¿Son deducibles los intereses de demora?

Escrito por admin | 25 junio, 2015 imagen_post_

Hasta ahora, los intereses de demora por liquidaciones practicadas por la Administración Tributaria habían sido consideradas como gastos deducibles en el Impuesto sobre Sociedades. Pero nunca ha sido un tema resuelto, ya que hay tantas sentencias denegando la deducibilidad de dichos gastos como doctrina administrativa (Consultas, TEAC, Tributos) dándoles ese carácter de deducibilidad. Lo cierto es que en el ámbito del Derecho Positivo, la cuestión ha resultado más liviana, ya que siempre se ha dictado de manera expresa la consideración como no deducible tanto de las sanciones (actas de inspección, multas administrativas…) como los recargos accesorios a la obligación principal (extemporáneos y ejecutivos), pero nunca se ha pronunciado expresamente acerca de los intereses de demora, pues éstos no tienen la misma naturaleza que las obligaciones accesorias mencionadas, ya que no tienen carácter sancionador sino indemnizatorio, por la mora en ingresar la deuda tributaria en el erario público.

 Así pues, el Tribunal Supremo (a nivel local), ya se ha pronunciado en varias ocasiones en contra de la deducibilidad de estos intereses, en cuanto que para que un gasto sea deducible en el Impuesto sobre Sociedades, tiene que cumplir el requisito de que dichos gastos tienen que estar en correlación a los ingresos, es decir, que sean indispensables para el funcionamiento de la entidad o contribuyan a la captación de dichos ingresos, como por ejemplo la financiación ajena como gastos financieros, o las compras de existencias como gastos de aprovisionamiento, etc…es decir, gastos corrientes que sean necesarios e íntimamente ligados al funcionamiento de la empresa. Lo cual según criterio jurisprudencial, no aporta este carácter de gasto necesario los intereses de demora, pues estos responden a la exigibilidad por el retraso en el cumplimiento de las obligaciones tributarias. Que por otra parte, si estos intereses fueran deducibles, no tendría razón de ser el objeto de “castigar” al obligado tributario mediantes estos intereses, si luego se los pudiera deducir en el impuesto sobre sociedades.

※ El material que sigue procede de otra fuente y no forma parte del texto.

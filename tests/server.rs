//! End-to-end test against a real listener using an HTTP client.

#![allow(clippy::panic)]

use std::net::SocketAddr;
use std::sync::Arc;

use hotel_booking::api::{build_metrics_router, build_router};
use hotel_booking::app_state::AppState;
use hotel_booking::metrics::BookingMetrics;
use hotel_booking::persistence::SqlitePersistence;
use hotel_booking::service::BookingService;

async fn spawn_server() -> (SocketAddr, SocketAddr, Arc<BookingMetrics>) {
    let Ok(store) = SqlitePersistence::in_memory().await else {
        panic!("in-memory database should open");
    };
    let Ok(true) = store.seed_if_empty().await else {
        panic!("fresh database should seed");
    };
    let Ok(metrics) = BookingMetrics::new() else {
        panic!("metrics registry should build");
    };
    let metrics = Arc::new(metrics);
    let state = AppState::new(BookingService::new(store, Arc::clone(&metrics)));

    let addr = serve(build_router(state.clone())).await;
    let metrics_addr = serve(build_metrics_router(state)).await;
    (addr, metrics_addr, metrics)
}

async fn serve(app: axum::Router) -> SocketAddr {
    let Ok(listener) = tokio::net::TcpListener::bind("127.0.0.1:0").await else {
        panic!("bind failed");
    };
    let Ok(addr) = listener.local_addr() else {
        panic!("no local addr");
    };
    tokio::spawn(async move {
        let _ = axum::serve(listener, app).await;
    });
    addr
}

fn client() -> reqwest::Client {
    let Ok(client) = reqwest::Client::builder()
        .redirect(reqwest::redirect::Policy::none())
        .build()
    else {
        panic!("client should build");
    };
    client
}

async fn get_json(client: &reqwest::Client, url: &str) -> serde_json::Value {
    let Ok(response) = client.get(url).send().await else {
        panic!("GET {url} failed");
    };
    assert!(response.status().is_success(), "GET {url}");
    let Ok(json) = response.json::<serde_json::Value>().await else {
        panic!("GET {url} returned non-json");
    };
    json
}

#[tokio::test]
async fn book_and_cancel_over_the_wire() {
    let (addr, metrics_addr, metrics) = spawn_server().await;
    let base = format!("http://{addr}");
    let client = client();

    let hotels = get_json(&client, &format!("{base}/")).await;
    assert_eq!(hotels["total"], 3);

    let hotel = get_json(&client, &format!("{base}/hotel/1")).await;
    let Some(room_101) = hotel["rooms"]
        .as_array()
        .and_then(|rooms| rooms.iter().find(|r| r["number"] == "101"))
        .and_then(|r| r["id"].as_i64())
    else {
        panic!("room 101 not listed");
    };

    let room_field = room_101.to_string();
    let Ok(response) = client
        .post(format!("{base}/hotel/1"))
        .form(&[("room_id", room_field.as_str()), ("date", "2024-01-01")])
        .send()
        .await
    else {
        panic!("booking request failed");
    };
    assert_eq!(response.status(), reqwest::StatusCode::SEE_OTHER);
    let location = response
        .headers()
        .get(reqwest::header::LOCATION)
        .and_then(|v| v.to_str().ok())
        .map(str::to_string);
    assert_eq!(location.as_deref(), Some("/bookings"));

    let bookings = get_json(&client, &format!("{base}/bookings")).await;
    assert_eq!(bookings["total"], 1);
    assert_eq!(metrics.total_bookings(), 1);
    let Some(booking_id) = bookings["data"][0]["id"].as_i64() else {
        panic!("booking has no id");
    };

    let Ok(response) = client
        .post(format!("{base}/cancel/{booking_id}"))
        .send()
        .await
    else {
        panic!("cancel request failed");
    };
    assert_eq!(response.status(), reqwest::StatusCode::SEE_OTHER);

    let bookings = get_json(&client, &format!("{base}/bookings")).await;
    assert_eq!(bookings["total"], 0);
    assert_eq!(metrics.total_bookings(), 0);

    let Ok(response) = client
        .get(format!("http://{metrics_addr}/metrics"))
        .send()
        .await
    else {
        panic!("scrape failed");
    };
    let Ok(text) = response.text().await else {
        panic!("scrape body unreadable");
    };
    assert!(text.contains("new_bookings_total 1"));
    assert!(text.contains("canceled_bookings_total 1"));
    assert!(text.contains("db_commits_total 2"));
    assert!(text.contains("total_bookings 0"));
}

#[tokio::test]
async fn metrics_listener_serves_only_metrics() {
    let (_, metrics_addr, _) = spawn_server().await;
    let client = client();

    let Ok(response) = client.get(format!("http://{metrics_addr}/")).send().await else {
        panic!("request failed");
    };
    assert_eq!(response.status(), reqwest::StatusCode::NOT_FOUND);
}

#[tokio::test]
async fn following_the_redirect_lands_on_the_booking_list() {
    let (addr, _, _) = spawn_server().await;
    let Ok(client) = reqwest::Client::builder().build() else {
        panic!("client should build");
    };

    let Ok(response) = client
        .post(format!("http://{addr}/hotel/2"))
        .form(&[("room_id", "9999"), ("date", "2024-01-01")])
        .send()
        .await
    else {
        panic!("booking request failed");
    };
    // A failed commit looks exactly like a successful one to the client.
    assert_eq!(response.status(), reqwest::StatusCode::OK);
    assert_eq!(response.url().path(), "/bookings");
    let Ok(list) = response.json::<serde_json::Value>().await else {
        panic!("booking list is not json");
    };
    assert_eq!(list["total"], 0);
}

Entonces, ¿son deducibles o no? La verdad es que la jurisprudencia dice que no, pero la doctrina administrativa-tributaria y la Ley dicen que sí, o al menos no lo prohíben. Por lo tanto, si una entidad incluye en el resultado contable estos gastos, tiene a su favor la Ley del Impuesto sobre Sociedades, las Consultas de Tributos y la incertidumbre que plantea el concepto de estos gastos, lo que acarrea una gran inseguridad jurídica en todos los contribuyentes. Lo que nunca se podrá es sancionar por incluir estos gastos, ya que la norma no lo prevé y para que una conducta sea objeto de sanción, debe quedar expresamente reflejado.